Hemant Sahani, Vice President of Product Management at Omnissa, framed the challenge this way: converging device experience, security, and management telemetry gives teams the context they need to close the gap between what they assume is happening in the workspace and what the data actually shows is occurring.

Shadow AI: The Governance Gap Growing Inside Enterprise Walls

AI App Usage Surged Nearly 1,000% in 2025

One of the most striking findings in the report has nothing to do with crashes — it's about the explosion of AI tool adoption inside organizations. AI assistant app usage grew nearly 1,000% in 2025 across all major operating systems. That's not a typo. And the critical detail is that much of this growth is happening outside IT governance, as employees bring their own preferred tools into daily workflows without formal approval or oversight.

Copilot, ChatGPT, and Gemini Dominate Enterprise Devices

The report's data on specific AI tools is revealing. Copilot was deployed on 97.5% of enterprise-managed mobile devices across both iOS and Android — a sign of how aggressively Microsoft has pushed its AI assistant into the enterprise stack.

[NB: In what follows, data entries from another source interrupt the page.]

//! Frame scheduling.
//!
//! An output frame covers `sample_rate * channels / frame_rate` raw samples,
//! which is rarely a whole number and rarely a multiple of the engine block.
//! [`FramePlan`] splits a frame into a fixed number of engine executions and
//! [`FramePlan::read_len`] hands out the length of each read, carrying the
//! fractional sample left over by every frame forward so the output never
//! drifts away from the audio.

/// Read plan for one output frame. Computed once per run.
#[derive(Debug, Clone, PartialEq)]
pub struct FramePlan {
    /// Exact raw samples (all channels) per output frame.
    pub samples_per_frame: f64,
    /// Engine executions per output frame, at least 1.
    pub execs_per_frame: usize,
    /// Base read length of every execution.
    pub samples_per_exec: usize,
    /// Number of leading executions in a frame that read one extra sample.
    pub samples_remainder: usize,
    /// Fractional sample dropped when flooring `samples_per_frame`.
    pub sample_fraction_per_frame: f64,
    pub channels: usize,
    /// Engine block length in raw samples (all channels).
    pub block_len: usize,
}

/// Sample accounting carried from frame to frame.
#[derive(Debug, Clone, PartialEq)]
pub struct CarryState {
    /// Samples owed to (positive) or borrowed from (negative) the stream.
    pub accumulated_sample_fractions: f64,
    /// Direction of the next stereo pairing correction.
    round_up_next: bool,
}

impl Default for CarryState {
    fn default() -> Self {
        Self {
            accumulated_sample_fractions: 0.0,
            round_up_next: true,
        }
    }
}

impl FramePlan {
    /// `block_len` is the engine block in raw samples, i.e. already
    /// multiplied by `channels`. All inputs must be positive.
    pub fn new(sample_rate: u32, channels: usize, frame_rate: f64, block_len: usize) -> Self {
        let samples_per_frame = f64::from(sample_rate) * channels as f64 / frame_rate;

        // Leave room for one extra sample-pair on the final read.
        let execs_per_frame =
            (((samples_per_frame + channels as f64) / block_len as f64).ceil() as usize).max(1);

        let whole_samples = samples_per_frame.floor() as usize;
        let samples_per_exec = (samples_per_frame / execs_per_frame as f64).floor() as usize;
        let samples_remainder = whole_samples.saturating_sub(execs_per_frame * samples_per_exec);

        Self {
            samples_per_frame,
            execs_per_frame,
            samples_per_exec,
            samples_remainder,
            sample_fraction_per_frame: samples_per_frame - samples_per_frame.floor(),
            channels,
            block_len,
        }
    }

    /// Length in raw samples of read `exec_index` (0-based) of the current
    /// frame. Must be called once per execution, in order, with the same
    /// carry for the whole run.
    pub fn read_len(&self, exec_index: usize, carry: &mut CarryState) -> usize {
        let mut len = self.samples_per_exec + usize::from(exec_index < self.samples_remainder);

        // Stereo reads must cover whole sample-pairs.
        if self.channels == 2 && len % 2 == 1 {
            if carry.round_up_next {
                len += 1;
                carry.accumulated_sample_fractions -= 1.0;
            } else {
                len -= 1;
                carry.accumulated_sample_fractions += 1.0;
            }
            carry.round_up_next = !carry.round_up_next;
        }

        if exec_index + 1 == self.execs_per_frame {
            carry.accumulated_sample_fractions += self.sample_fraction_per_frame;
            let pair = self.channels as f64;
            if carry.accumulated_sample_fractions >= pair {
                len += self.channels;
                carry.accumulated_sample_fractions -= pair;
            }
        }

        len
    }

    /// Largest read `read_len` can return for this plan.
    pub fn max_read_len(&self) -> usize {
        self.samples_per_exec + 1 + 2 * self.channels
    }
}

#[cfg(test)]
mod tests {
    use super::*;

    const RATES: [u32; 5] = [8000, 22050, 44100, 48000, 96000];
    const FRAME_RATES: [f64; 9] = [1.0, 7.0, 23.976, 24.99, 25.0, 29.97, 60.0, 144.0, 1000.0];
    const BLOCKS_PER_CHANNEL: [usize; 4] = [8, 64, 512, 4096];

    fn frame_lens(plan: &FramePlan, carry: &mut CarryState) -> Vec<usize> {
        (0..plan.execs_per_frame)
            .map(|i| plan.read_len(i, carry))
            .collect()
    }

    #[test]
    fn test_tiny_block_scenario() {
        let plan = FramePlan::new(44100, 2, 25.0, 8);

        assert_eq!(plan.samples_per_frame, 3528.0);
        assert_eq!(
            plan.execs_per_frame * plan.samples_per_exec + plan.samples_remainder,
            3528
        );
        assert!(plan.execs_per_frame * plan.block_len >= 3528 + 2);
        assert!(plan.samples_remainder < plan.execs_per_frame);
        assert_eq!(plan.sample_fraction_per_frame, 0.0);
    }

    #[test]
    fn test_default_block_reads_whole_frame() {
        let plan = FramePlan::new(44100, 2, 25.0, 1024);
        assert_eq!(plan.execs_per_frame, 4);
        assert_eq!(plan.samples_per_exec, 882);
        assert_eq!(plan.samples_remainder, 0);

        let mut carry = CarryState::default();
        for _ in 0..10 {
            assert_eq!(frame_lens(&plan, &mut carry), vec![882; 4]);
        }
    }

    #[test]
    fn test_integer_part_is_distributed() {
        for &rate in &RATES {
            for channels in 1..=2 {
                for &fps in &FRAME_RATES {
                    for &bpc in &BLOCKS_PER_CHANNEL {
                        let plan = FramePlan::new(rate, channels, fps, bpc * channels);
                        assert_eq!(
                            plan.execs_per_frame * plan.samples_per_exec + plan.samples_remainder,
                            plan.samples_per_frame.floor() as usize,
                            "rate={} ch={} fps={} block={}",
                            rate,
                            channels,
                            fps,
                            bpc
                        );
                        assert!(plan.samples_remainder < plan.execs_per_frame);
                        assert!((0.0..1.0).contains(&plan.sample_fraction_per_frame));
                    }
                }
            }
        }
    }

    #[test]
    fn test_reads_never_exceed_block() {
        for &rate in &RATES {
            for channels in 1..=2 {
                for &fps in &FRAME_RATES {
                    for &bpc in &BLOCKS_PER_CHANNEL {
                        let plan = FramePlan::new(rate, channels, fps, bpc * channels);
                        let mut carry = CarryState::default();
                        for _ in 0..200 {
                            for len in frame_lens(&plan, &mut carry) {
                                assert!(
                                    len <= plan.block_len,
                                    "read of {} > block {} (rate={} ch={} fps={})",
                                    len,
                                    plan.block_len,
                                    rate,
                                    channels,
                                    fps
                                );
                                assert!(len <= plan.max_read_len());
                            }
                        }
                    }
                }
            }
        }
    }

    #[test]
    fn test_stereo_reads_are_even() {
        for &rate in &RATES {
            for &fps in &FRAME_RATES {
                for &bpc in &BLOCKS_PER_CHANNEL {
                    let plan = FramePlan::new(rate, 2, fps, bpc * 2);
                    let mut carry = CarryState::default();
                    for _ in 0..200 {
                        for len in frame_lens(&plan, &mut carry) {
                            assert_eq!(len % 2, 0, "rate={} fps={} block={}", rate, fps, bpc);
                        }
                    }
                }
            }
        }
    }

    #[test]
    fn test_no_drift_over_many_frames() {
        for &rate in &RATES {
            for channels in 1..=2 {
                for &fps in &FRAME_RATES {
                    for &bpc in &BLOCKS_PER_CHANNEL {
                        let plan = FramePlan::new(rate, channels, fps, bpc * channels);
                        let mut carry = CarryState::default();
                        let mut total = 0usize;
                        for k in 1..=1500 {
                            total += frame_lens(&plan, &mut carry).iter().sum::<usize>();
                            let exact = k as f64 * plan.samples_per_frame;
                            let drift = (total as f64 - exact).abs();
                            assert!(
                                drift <= channels as f64 + 1e-6,
                                "drift {} after {} frames (rate={} ch={} fps={} block={})",
                                drift,
                                k,
                                rate,
                                channels,
                                fps,
                                bpc
                            );
                        }
                    }
                }
            }
        }
    }

    #[test]
    fn test_fraction_injects_extra_sample() {
        // 44100 / 29.97 = 1471.47..: the third frame picks up the owed sample.
        let plan = FramePlan::new(44100, 1, 29.97, 4096);
        assert_eq!(plan.execs_per_frame, 1);
        assert_eq!(plan.samples_per_exec, 1471);

        let mut carry = CarryState::default();
        let first = frame_lens(&plan, &mut carry);
        let second = frame_lens(&plan, &mut carry);
        let third = frame_lens(&plan, &mut carry);
        assert_eq!(first, vec![1471]);
        assert_eq!(second, vec![1471]);
        assert_eq!(third, vec![1472]);
        assert!(carry.accumulated_sample_fractions >= 0.0);
        assert!(carry.accumulated_sample_fractions < 1.0);
    }

    #[test]
    fn test_stereo_corrections_balance() {
        // 44100 * 2 / 25 over 442 blocks of 8: 8 reads of 7 samples per frame.
        let plan = FramePlan::new(44100, 2, 25.0, 8);
        let mut carry = CarryState::default();
        let lens = frame_lens(&plan, &mut carry);

        assert_eq!(lens.iter().sum::<usize>(), 3528);
        assert_eq!(lens.iter().filter(|&&l| l == 6).count(), 4);
        assert_eq!(carry.accumulated_sample_fractions, 0.0);
    }

    #[test]
    fn test_single_exec_odd_stereo_frame_does_not_drift() {
        // 44100 * 2 / 24.99 = 3529.41..: one odd-length read per frame.
        let plan = FramePlan::new(44100, 2, 24.99, 4096 * 2);
        assert_eq!(plan.execs_per_frame, 1);

        let mut carry = CarryState::default();
        let lens: Vec<usize> = (0..4).flat_map(|_| frame_lens(&plan, &mut carry)).collect();
        assert_eq!(lens[0], 3530);
        assert_eq!(lens[1], 3528);
        assert!(lens.iter().all(|l| l % 2 == 0));
    }
}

But employees aren't just using what IT gives them. ChatGPT was found installed on 91% of enterprise-managed iOS systems, and Gemini on 61% of enterprise-managed Android systems — both employee-installed, both operating largely outside formal IT governance structures.

This creates what Omnissa calls a "shadow perimeter" — a growing blind spot where the tools employees actually rely on diverge from the ones IT teams have visibility into and control over.

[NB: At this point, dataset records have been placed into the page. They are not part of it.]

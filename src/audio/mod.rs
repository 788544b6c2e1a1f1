pub mod filter;
pub mod output;
pub mod pcm;
pub mod schedule;
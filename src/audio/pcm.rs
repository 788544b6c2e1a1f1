use std::io::{self, ErrorKind, Read};

const BYTES_PER_SAMPLE: usize = 2;

/// Sequential reader of interleaved signed 16-bit little-endian PCM.
///
/// Reads are all-or-nothing: a request either yields exactly the number of
/// samples asked for, or reports the end of the stream.
pub struct PcmReader<R> {
    inner: R,
    bytes: Vec<u8>,
    samples: Vec<i16>,
    samples_read: u64,
}

impl<R: Read> PcmReader<R> {
    pub fn new(inner: R) -> Self {
        Self::with_capacity(inner, 0)
    }

    /// Reader with buffers sized for reads of up to `samples` samples.
    pub fn with_capacity(inner: R, samples: usize) -> Self {
        Self {
            inner,
            bytes: Vec::with_capacity(samples * BYTES_PER_SAMPLE),
            samples: Vec::with_capacity(samples),
            samples_read: 0,
        }
    }

    /// Read exactly `count` raw samples.
    ///
    /// Returns `Ok(None)` when the input ends before `count` samples are
    /// available (the incomplete tail is dropped), and `Err` when the
    /// underlying reader fails.
    pub fn read_samples(&mut self, count: usize) -> io::Result<Option<&[i16]>> {
        let wanted = count * BYTES_PER_SAMPLE;
        self.bytes.resize(wanted, 0);

        let filled = fill(&mut self.inner, &mut self.bytes)?;
        if filled < wanted {
            log::debug!(
                "End of input: wanted {} samples, got {} bytes after {} samples",
                count,
                filled,
                self.samples_read
            );
            return Ok(None);
        }

        self.samples.clear();
        self.samples.extend(
            self.bytes
                .chunks_exact(BYTES_PER_SAMPLE)
                .map(|b| i16::from_le_bytes([b[0], b[1]])),
        );
        self.samples_read += count as u64;

        Ok(Some(&self.samples))
    }

    /// Total samples handed out by successful reads.
    pub fn samples_read(&self) -> u64 {
        self.samples_read
    }
}

/// Fill `buf` from `reader` until it is full or the reader hits EOF.
fn fill<R: Read>(reader: &mut R, buf: &mut [u8]) -> io::Result<usize> {
    let mut filled = 0;
    while filled < buf.len() {
        match reader.read(&mut buf[filled..]) {
            Ok(0) => break,
            Ok(n) => filled += n,
            Err(e) if e.kind() == ErrorKind::Interrupted => continue,
            Err(e) => return Err(e),
        }
    }
    Ok(filled)
}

Security Hygiene: Regulated Industries Are Falling Behind

Healthcare, Pharma, and Education Ranked Lowest for Compliance

You'd expect the most heavily regulated industries to have the tightest security posture. The data suggests the opposite. Omnissa found that healthcare, pharma, and education ranked lowest in maintaining device updates and ensuring data encryption — the two most basic pillars of endpoint security hygiene.

Specifically, more than 50% of Windows and Android devices in healthcare and pharma were five major OS updates behind. Five. That's not a patch or two — that's a significant exposure window. And in education, more than 50% of desktops and mobile devices were unencrypted, meaning sensitive data sits on devices with essentially no protection if those devices are lost or compromised.

These aren't edge cases. They represent systemic compliance gaps that create serious risk for organizations that, by definition, handle some of the most sensitive data in existence.

Device Lifecycles and Total Cost of Ownership

Macs as Six-Year Assets, Windows PCs as Three-Year Assets

The report also surfaces an interesting economic reality around device lifecycle planning. Organizations purchasing Macs are effectively treating them as six-year assets, while those purchasing Windows PCs are working with a three-year asset lifespan. That difference has real implications for total cost of ownership calculations — a longer-lived device spreads its upfront cost over more years of productive use.

Windows Dominates Government, Android Leads Frontline Verticals

Not every industry is moving in the same direction. Government environments continue to lean heavily on Windows desktop platforms, with the report noting 2x desktop growth in government over the past year. On the other end of the spectrum, frontline-heavy sectors like retail and wholesale show a clear concentration of ruggedized Android devices, which account for 34% of Android devices in those verticals. Transportation environments show a strong preference for iPad Mini, which represents 53% of all iPads in that sector.

Methodology

The research draws on anonymized and aggregated telemetry data collected from millions of enterprise endpoints between January and December 2025. The dataset spans enterprise environments globally, covering more than 17 industries including high tech, retail, healthcare, financial services, education, and government. Telemetry signals were derived from device, application, and system activity across supported endpoints and operating systems, with all data analyzed in aggregate to surface trends across the digital workspace.